You'd think that the merciless sun, the rattlesnake diet and the time logged in a frontier brothel would take the sheen out of a girl's hair. But Andie MacDowell, Mary Stuart Masterson, Drew Barrymore and Madeleine Stowe -- the rampaging heroines of "Bad Girls" -- manage to stave off all the ill effects of the American West and look absolutely fabulous.
Eileen, Anita, Lilly and Cody flee their small-town brothel to prevent Cody (Stowe) from being hanged. Her crime, ? la "Thelma and Louise," was shooting a client who was assaulting Anita (Masterson). So the four women gallop off across the country, also ? la "Thelma and Louise," to stake a claim in the Oregon territory.
En route, the four outlaws are put through their Old West paces, updated by the very '90s gender switcheroo. During the course of their action-packed escape, the cowgirls apply the same spunky defiance to posses, gangsters and male-biased land laws.
With "Bad Girls," director Jonathan Kaplan has fashioned a revisionist primer on the early American frontier, and on the Western genre itself. The film bends over backwards to update the mythic cowboy story by adding Chinese settlers, black cowboys and sexist oppression to the landscape.

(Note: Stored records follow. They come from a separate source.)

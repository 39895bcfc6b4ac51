use anyhow::Result;
use std::path::{Path, PathBuf};
use walkdir::WalkDir;

/// Default video file extensions to scan for
pub const VIDEO_EXTENSIONS: &[&str] = &["mp4", "mkv", "avi", "mov", "mxf", "flv", "wmv"];

/// Check if a path has one of the recognized video extensions (case-insensitive)
pub fn is_video_file(path: &Path, extensions: &[String]) -> bool {
    if let Some(ext) = path.extension() {
        if let Some(ext_str) = ext.to_str() {
            let lower = ext_str.to_lowercase();
            return extensions.iter().any(|e| e == &lower);
        }
    }
    false
}

/// Scan a directory recursively for video files and invoke a callback for each file found
pub fn scan_streaming<F>(root: &Path, extensions: &[String], mut on_file: F) -> Result<()>
where
    F: FnMut(PathBuf),
{
    for entry in WalkDir::new(root)
        .follow_links(false)
        .sort_by_file_name()
        .into_iter()
        .filter_map(|e| e.ok())
    {
        let path = entry.path();
        if path.is_file() && is_video_file(path, extensions) {
            on_file(path.to_path_buf());
        }
    }

    Ok(())
}

/// Scan a directory recursively for video files
pub fn scan(root: &Path, extensions: &[String]) -> Result<Vec<PathBuf>> {
    let mut files = Vec::new();
    scan_streaming(root, extensions, |path| files.push(path))?;
    Ok(files)
}

/// Mirror `path`'s position under `root_in` into `root_out`, swapping the
/// extension. `relocate("/in", "/out", "/in/clips/a.mov", "mp4")` is
/// `/out/clips/a.mp4`. A path outside `root_in` falls back to its bare file
/// name under `root_out`.
pub fn relocate(root_in: &Path, root_out: &Path, path: &Path, new_extension: &str) -> PathBuf {
    let relative = path
        .strip_prefix(root_in)
        .map(Path::to_path_buf)
        .unwrap_or_else(|_| PathBuf::from(path.file_name().unwrap_or_default()));
    root_out.join(relative).with_extension(new_extension)
}

#[cfg(test)]
mod tests {
    use super::*;

    fn default_extensions() -> Vec<String> {
        VIDEO_EXTENSIONS.iter().map(|s| s.to_string()).collect()
    }

    #[test]
    fn test_is_video_file() {
        let exts = default_extensions();
        assert!(is_video_file(Path::new("test.mp4"), &exts));
        assert!(is_video_file(Path::new("test.MP4"), &exts));
        assert!(is_video_file(Path::new("test.mkv"), &exts));
        assert!(is_video_file(Path::new("clip.MoV"), &exts));

        assert!(!is_video_file(Path::new("test.txt"), &exts));
        assert!(!is_video_file(Path::new("test.webm"), &exts));
        assert!(!is_video_file(Path::new("test"), &exts));
    }

    #[test]
    fn test_is_video_file_custom_extensions() {
        let exts = vec!["webm".to_string()];
        assert!(is_video_file(Path::new("test.webm"), &exts));
        assert!(!is_video_file(Path::new("test.mp4"), &exts));
    }

    #[test]
    fn test_relocate_mirrors_subdirectories() {
        let out = relocate(
            Path::new("/videos/in"),
            Path::new("/videos/out"),
            Path::new("/videos/in/clips/a.mov"),
            "mp4",
        );
        assert_eq!(out, PathBuf::from("/videos/out/clips/a.mp4"));
    }

    #[test]
    fn test_relocate_top_level_file() {
        let out = relocate(
            Path::new("/in"),
            Path::new("/out"),
            Path::new("/in/a.mkv"),
            "mp4",
        );
        assert_eq!(out, PathBuf::from("/out/a.mp4"));
    }

    #[test]
    fn test_relocate_foreign_path_uses_file_name() {
        let out = relocate(
            Path::new("/in"),
            Path::new("/out"),
            Path::new("/elsewhere/b.avi"),
            "mp4",
        );
        assert_eq!(out, PathBuf::from("/out/b.mp4"));
    }

    #[test]
    fn test_scan_finds_nested_videos() {
        use std::fs;
        use tempfile::TempDir;

        let temp = TempDir::new().unwrap();
        let root = temp.path();
        fs::create_dir_all(root.join("nested/deep")).unwrap();
        fs::write(root.join("a.mp4"), b"x").unwrap();
        fs::write(root.join("nested/b.MKV"), b"x").unwrap();
        fs::write(root.join("nested/deep/c.mov"), b"x").unwrap();
        fs::write(root.join("nested/notes.txt"), b"x").unwrap();

        let found = scan(root, &default_extensions()).unwrap();
        assert_eq!(found.len(), 3);
        assert!(found.iter().all(|p| p.is_file()));
    }
}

It's a project worth tackling, since Westerns have routinely miscast the American frontier as a social equalizer. But Kaplan overloads on exposition -- he whomps you over the head with liberal-artsy authenticity.
When one character gazes out onto the moonlit rangeland, turns to another and says, "The population of the United States is over 63 million people now," you want to pull out a pen and note it down in your three-ring binder. It might be on the exam.
The most regrettable thing about "Bad Girls," though, is that Kaplan's revisionist project loops back into a standard-issue exploitation film. This is a big disappointment coming from the man who directed 1992's "The Accused."
When he's not slipping in vignettes about the legal oppression of women, Kaplan does his best to keep Drew Barrymore in a push-up bra. Despite the fashion constrictions of armed flight across the continent, the four actresses seem to change outfits in time for every rollicking bout of gunplay.
Moreover, Kaplan has lined up actresses too good to be used as mounted mannequins.
As the gritty Cody Zamora, Stowe supplies some excellent scenes opposite Robert Loggia and James Russo, who play her ruthless former lovers. And Masterson plays the widowed Anita with integrity in the few scenes that allow it.
But what with the gangster subplot, the Pinkerton detective subplot, the two romantic subplots and all those costume changes, none of them has the margin to show what they can do. You end up wishing there was even one character with as much dramatic range as Andie MacDowell's hair.
"Bad Girls" is playing through Oct. 20 at the Americom House of Cinema in the Radisson-Slavjanskaya Hotel. It shows Monday to Sunday at 7 P.M. Tickets are at the twilight special price of $5 (in rubles) or $5 by credit card.